この日はクラシックギターのコンサート。
フレックスで仕事が早く終わってから文化会館の隣の図書館で時間つぶし。
18時半を過ぎたので会場に向かう。
小ホールってどこだっけ?
昔エレクトーンの発表会で大挫折したあの忌まわしい会場は。
人が集まっている方へ吸い込まれていく。
2列目のやや右。
いいポジション。
アーティストは五十嵐紅。
パンフレットの情報で色々と知ることに。
スペインのコンクールで2位をとったり実績も十分のよう。
ギターは茶位幸秀のカスタムモデルを使用。
面白いのが19世紀ギターとモダンギターのハイブリッドでなかなか珍しいモデル。
たぶん他に使っている人はいないだろう。
ということは低音は抑えめ、高音が際立った感じで音量、サスティーンも控えめかなと予想。
客の入りは7割ほど。結構いる。
開演。
お?マイクなし。生音。
椅子には座らず立奏スタイル。
先にセットリスト。
パッヘルベル カノンの旋律
バッハ 主よ、人の望みの喜びよ
ラヴェル 亡き王女のためのパヴァーヌ
マイヤース カヴァティーナ
ヘンデル 私を泣かせてください
タレガ アルハンブラの思い出
讃美歌 アメージング・グレイス
コーエン ハレルヤ
マンシーニ ムーン・リバー
いずみたく 見上げてごらん夜の星を
宮沢賢治 星めぐりの歌(即興演奏)
(アンコール)
童謡 ふるさと
モリコーネ ガブリエルのオーボエ
ビートルズ イエスタデイ(武満徹ver.)
最初やはり音が小さいなと思ったが、「じっと聴いていると聴こえてきます」と冒頭のMCであった通り、次第に音がはっきり聴こえてくるのだ。
これは不思議。
弾き方をだんだん強くしているわけではないのに。
「ギターと静寂」というタイトルどおり、静寂の中ただ弦の音が空間を支配する。
爪を使わない「指頭奏法」なので音が柔らかい。
この奏法でアルハンブラのトレモロは難易度高いと思うがさすがプロ。
一定のリズムで強弱の波が心地よい。
自分も爪は使わないので参考になるというのもおこがましいが、こんな繊細な音を出してみたい。
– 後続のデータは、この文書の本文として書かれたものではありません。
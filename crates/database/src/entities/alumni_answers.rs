use sea_orm::entity::prelude::*;
use serde::{Deserialize, Serialize};

#[derive(Clone, Debug, PartialEq, DeriveEntityModel, Serialize, Deserialize)]
#[sea_orm(table_name = "alumni_answers")]
pub struct Model {
    #[sea_orm(primary_key)]
    pub id: i32,
    pub alumni_res_id: i32,
    pub question_id: i32,
    pub answer: i32, // 1..=3
}

#[derive(Copy, Clone, Debug, EnumIter, DeriveRelation)]
pub enum Relation {
    #[sea_orm(
        belongs_to = "super::alumni_responses::Entity",
        from = "Column::AlumniResId",
        to = "super::alumni_responses::Column::Id"
    )]
    Response,
    #[sea_orm(
        belongs_to = "super::questions::Entity",
        from = "Column::QuestionId",
        to = "super::questions::Column::Id"
    )]
    Question,
}

impl Related<super::alumni_responses::Entity> for Entity {
    fn to() -> RelationDef {
        Relation::Response.def()
    }
}

impl Related<super::questions::Entity> for Entity {
    fn to() -> RelationDef {
        Relation::Question.def()
    }
}

impl ActiveModelBehavior for ActiveModel {}
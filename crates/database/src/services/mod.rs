use sea_orm::DbErr;
use thiserror::Error;

pub mod feedback;
pub mod lookup;
pub mod report;
pub mod student;
pub mod submission;

/// Failures of the read-side services
#[derive(Debug, Error)]
pub enum ServiceError {
    #[error("{0} not found")]
    NotFound(&'static str),
    #[error("{0}")]
    Conflict(&'static str),
    #[error(transparent)]
    Database(#[from] DbErr),
}
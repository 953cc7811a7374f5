pub mod feedback;
pub mod lookup;
pub mod report;
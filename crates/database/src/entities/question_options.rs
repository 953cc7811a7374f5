use sea_orm::entity::prelude::*;
use serde::{Deserialize, Serialize};

#[derive(Clone, Debug, PartialEq, DeriveEntityModel, Serialize, Deserialize)]
#[sea_orm(table_name = "question_options")]
pub struct Model {
    #[sea_orm(primary_key)]
    pub id: i32,
    pub question_id: i32,
    pub option: String,
    pub value: i32,
}

#[derive(Copy, Clone, Debug, EnumIter, DeriveRelation)]
pub enum Relation {
    #[sea_orm(
        belongs_to = "super::questions::Entity",
        from = "Column::QuestionId",
        to = "super::questions::Column::Id"
    )]
    Question,
}

impl Related<super::questions::Entity> for Entity {
    fn to() -> RelationDef {
        Relation::Question.def()
    }
}

impl ActiveModelBehavior for ActiveModel {}
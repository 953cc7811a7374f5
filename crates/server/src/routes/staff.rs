use crate::{
    dtos::report::StaffAssignmentResponse, error::ApiError, middleware::guard::SessionClaims,
    state::AppState,
};
use axum::{Extension, Json, extract::State};
use database::services::report::ReportService;

/// The signed-in staff member's subjects and how many students responded
#[utoipa::path(
    get,
    path = "/staff/dashboard",
    responses(
        (status = 200, description = "Staff mappings, newest cycle first", body = Vec<StaffAssignmentResponse>),
        (status = 401, description = "Not signed in"),
        (status = 403, description = "Not a staff member"),
        (status = 500, description = "Internal server error")
    ),
    security(
        ("jwt" = [])
    ),
    tag = "Staff"
)]
pub async fn dashboard(
    State(state): State<AppState>,
    Extension(claims): Extension<SessionClaims>,
) -> Result<Json<Vec<StaffAssignmentResponse>>, ApiError> {
    let rows = ReportService::staff_overview(&*state.db, claims.user_id()?).await?;
    Ok(Json(rows.into_iter().map(StaffAssignmentResponse::from).collect()))
}
use sea_orm_migration::prelude::*;

#[derive(DeriveMigrationName)]
pub struct Migration;

#[async_trait::async_trait]
impl MigrationTrait for Migration {
    async fn up(&self, manager: &SchemaManager) -> Result<(), DbErr> {
        // Create departments table
        manager
            .create_table(
                Table::create()
                    .table(Departments::Table)
                    .if_not_exists()
                    .col(
                        ColumnDef::new(Departments::Id)
                            .integer()
                            .not_null()
                            .auto_increment()
                            .primary_key(),
                    )
                    .col(ColumnDef::new(Departments::Name).string().not_null())
                    .col(ColumnDef::new(Departments::ShortName).string().not_null())
                    .col(
                        ColumnDef::new(Departments::CreatedAt)
                            .timestamp_with_time_zone()
                            .not_null()
                            .default(Expr::current_timestamp()),
                    )
                    .to_owned(),
            )
            .await?;

        // Create regulations table
        manager
            .create_table(
                Table::create()
                    .table(Regulations::Table)
                    .if_not_exists()
                    .col(
                        ColumnDef::new(Regulations::Id)
                            .integer()
                            .not_null()
                            .auto_increment()
                            .primary_key(),
                    )
                    .col(ColumnDef::new(Regulations::Reg).integer().not_null())
                    .col(
                        ColumnDef::new(Regulations::CreatedAt)
                            .timestamp_with_time_zone()
                            .not_null()
                            .default(Expr::current_timestamp()),
                    )
                    .to_owned(),
            )
            .await?;

        // Create subject table
        manager
            .create_table(
                Table::create()
                    .table(Subject::Table)
                    .if_not_exists()
                    .col(
                        ColumnDef::new(Subject::Id)
                            .integer()
                            .not_null()
                            .auto_increment()
                            .primary_key(),
                    )
                    .col(ColumnDef::new(Subject::Code).string().not_null())
                    .col(ColumnDef::new(Subject::Name).string().not_null())
                    .col(ColumnDef::new(Subject::ShortName).string())
                    .col(
                        ColumnDef::new(Subject::IsTheory)
                            .boolean()
                            .not_null()
                            .default(true),
                    )
                    .col(ColumnDef::new(Subject::Category).string())
                    .col(ColumnDef::new(Subject::RegId).integer())
                    .col(
                        ColumnDef::new(Subject::CreatedAt)
                            .timestamp_with_time_zone()
                            .not_null()
                            .default(Expr::current_timestamp()),
                    )
                    .foreign_key(
                        ForeignKey::create()
                            .name("fk-subject-reg_id")
                            .from(Subject::Table, Subject::RegId)
                            .to(Regulations::Table, Regulations::Id)
                            .on_delete(ForeignKeyAction::SetNull),
                    )
                    .to_owned(),
            )
            .await?;

        // Create dept_subject junction table (subject offered to a department in a semester)
        manager
            .create_table(
                Table::create()
                    .table(DeptSubject::Table)
                    .if_not_exists()
                    .col(
                        ColumnDef::new(DeptSubject::Id)
                            .integer()
                            .not_null()
                            .auto_increment()
                            .primary_key(),
                    )
                    .col(ColumnDef::new(DeptSubject::DeptId).integer().not_null())
                    .col(ColumnDef::new(DeptSubject::RegId).integer().not_null())
                    .col(ColumnDef::new(DeptSubject::Sem).integer().not_null())
                    .col(ColumnDef::new(DeptSubject::SubjectId).integer().not_null())
                    .foreign_key(
                        ForeignKey::create()
                            .name("fk-dept_subject-dept_id")
                            .from(DeptSubject::Table, DeptSubject::DeptId)
                            .to(Departments::Table, Departments::Id)
                            .on_delete(ForeignKeyAction::Cascade),
                    )
                    .foreign_key(
                        ForeignKey::create()
                            .name("fk-dept_subject-reg_id")
                            .from(DeptSubject::Table, DeptSubject::RegId)
                            .to(Regulations::Table, Regulations::Id)
                            .on_delete(ForeignKeyAction::Cascade),
                    )
                    .foreign_key(
                        ForeignKey::create()
                            .name("fk-dept_subject-subject_id")
                            .from(DeptSubject::Table, DeptSubject::SubjectId)
                            .to(Subject::Table, Subject::Id)
                            .on_delete(ForeignKeyAction::Cascade),
                    )
                    .to_owned(),
            )
            .await?;

        // Create staff_profile table
        manager
            .create_table(
                Table::create()
                    .table(StaffProfile::Table)
                    .if_not_exists()
                    .col(
                        ColumnDef::new(StaffProfile::Id)
                            .uuid()
                            .not_null()
                            .primary_key(),
                    )
                    .col(ColumnDef::new(StaffProfile::Name).string())
                    .col(ColumnDef::new(StaffProfile::StaffNo).string())
                    .col(ColumnDef::new(StaffProfile::Designation).string())
                    .col(ColumnDef::new(StaffProfile::DeptId).integer())
                    .foreign_key(
                        ForeignKey::create()
                            .name("fk-staff_profile-dept_id")
                            .from(StaffProfile::Table, StaffProfile::DeptId)
                            .to(Departments::Table, Departments::Id)
                            .on_delete(ForeignKeyAction::SetNull),
                    )
                    .to_owned(),
            )
            .await?;

        // Create student_profile table
        manager
            .create_table(
                Table::create()
                    .table(StudentProfile::Table)
                    .if_not_exists()
                    .col(
                        ColumnDef::new(StudentProfile::Id)
                            .uuid()
                            .not_null()
                            .primary_key(),
                    )
                    .col(ColumnDef::new(StudentProfile::Name).string())
                    .col(ColumnDef::new(StudentProfile::RollNo).big_integer())
                    .col(ColumnDef::new(StudentProfile::Batch).integer())
                    .col(ColumnDef::new(StudentProfile::DeptId).integer())
                    .col(ColumnDef::new(StudentProfile::Section).string())
                    .col(
                        ColumnDef::new(StudentProfile::IsNewUser)
                            .boolean()
                            .not_null()
                            .default(true),
                    )
                    .foreign_key(
                        ForeignKey::create()
                            .name("fk-student_profile-dept_id")
                            .from(StudentProfile::Table, StudentProfile::DeptId)
                            .to(Departments::Table, Departments::Id)
                            .on_delete(ForeignKeyAction::SetNull),
                    )
                    .to_owned(),
            )
            .await?;

        // Create question table
        manager
            .create_table(
                Table::create()
                    .table(Question::Table)
                    .if_not_exists()
                    .col(
                        ColumnDef::new(Question::Id)
                            .integer()
                            .not_null()
                            .auto_increment()
                            .primary_key(),
                    )
                    .col(ColumnDef::new(Question::FeedbackType).text().not_null())
                    .col(ColumnDef::new(Question::QuestionNo).integer().not_null())
                    .col(ColumnDef::new(Question::Question).text().not_null())
                    .col(ColumnDef::new(Question::NoOfOptions).integer())
                    .to_owned(),
            )
            .await?;

        // Create question_options table
        manager
            .create_table(
                Table::create()
                    .table(QuestionOptions::Table)
                    .if_not_exists()
                    .col(
                        ColumnDef::new(QuestionOptions::Id)
                            .integer()
                            .not_null()
                            .auto_increment()
                            .primary_key(),
                    )
                    .col(
                        ColumnDef::new(QuestionOptions::QuestionId)
                            .integer()
                            .not_null(),
                    )
                    .col(ColumnDef::new(QuestionOptions::Option).string().not_null())
                    .col(ColumnDef::new(QuestionOptions::Value).integer().not_null())
                    .foreign_key(
                        ForeignKey::create()
                            .name("fk-question_options-question_id")
                            .from(QuestionOptions::Table, QuestionOptions::QuestionId)
                            .to(Question::Table, Question::Id)
                            .on_delete(ForeignKeyAction::Cascade),
                    )
                    .to_owned(),
            )
            .await?;

        Ok(())
    }

    async fn down(&self, manager: &SchemaManager) -> Result<(), DbErr> {
        // Drop tables in reverse order of creation to respect foreign key constraints
        manager
            .drop_table(Table::drop().table(QuestionOptions::Table).to_owned())
            .await?;
        manager
            .drop_table(Table::drop().table(Question::Table).to_owned())
            .await?;
        manager
            .drop_table(Table::drop().table(StudentProfile::Table).to_owned())
            .await?;
        manager
            .drop_table(Table::drop().table(StaffProfile::Table).to_owned())
            .await?;
        manager
            .drop_table(Table::drop().table(DeptSubject::Table).to_owned())
            .await?;
        manager
            .drop_table(Table::drop().table(Subject::Table).to_owned())
            .await?;
        manager
            .drop_table(Table::drop().table(Regulations::Table).to_owned())
            .await?;
        manager
            .drop_table(Table::drop().table(Departments::Table).to_owned())
            .await?;

        Ok(())
    }
}

#[derive(Iden)]
pub(crate) enum Departments {
    Table,
    Id,
    Name,
    ShortName,
    CreatedAt,
}

#[derive(Iden)]
pub(crate) enum Regulations {
    Table,
    Id,
    Reg,
    CreatedAt,
}

#[derive(Iden)]
pub(crate) enum Subject {
    Table,
    Id,
    Code,
    Name,
    ShortName,
    IsTheory,
    Category,
    RegId,
    CreatedAt,
}

#[derive(Iden)]
pub(crate) enum DeptSubject {
    Table,
    Id,
    DeptId,
    RegId,
    Sem,
    SubjectId,
}

#[derive(Iden)]
pub(crate) enum StaffProfile {
    Table,
    Id,
    Name,
    StaffNo,
    Designation,
    DeptId,
}

#[derive(Iden)]
pub(crate) enum StudentProfile {
    Table,
    Id,
    Name,
    RollNo,
    Batch,
    DeptId,
    Section,
    IsNewUser,
}

#[derive(Iden)]
pub(crate) enum Question {
    Table,
    Id,
    FeedbackType,
    QuestionNo,
    Question,
    NoOfOptions,
}

#[derive(Iden)]
pub(crate) enum QuestionOptions {
    Table,
    Id,
    QuestionId,
    Option,
    Value,
}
ひとつひとつの音の粒がくっきりしていて泡のように押し寄せる。
ラインナップはほとんど知ってる曲だったが、弾き手や楽器によってこれほどまでに違うのかと喫驚。
その個性が堪能できたのはとてもよかった。
彼の以前の十八番はニューシネマパラダイスだったらしい。
しかし最近この曲を演奏するには許諾が必要になったとのことでコンサートでは弾いていないとのこと。
去年の村治姉弟のコンサートで聴けたのは運がよかったかもしれない。
先日のウクレレフェスではエネルギーを発散したような気分だったが、今回は細胞レベルで癒されたように感じた。
「余白を聴く。」
そんなテーマが今回のコンサートにはあった。
その余白に何を見出すか。
音のシャワーを浴びながらまさに内観をしているような気さえしてくる。
素晴らしい演奏だった。
もしまたこちらに来ることがあればぜひ聴きにいきたい。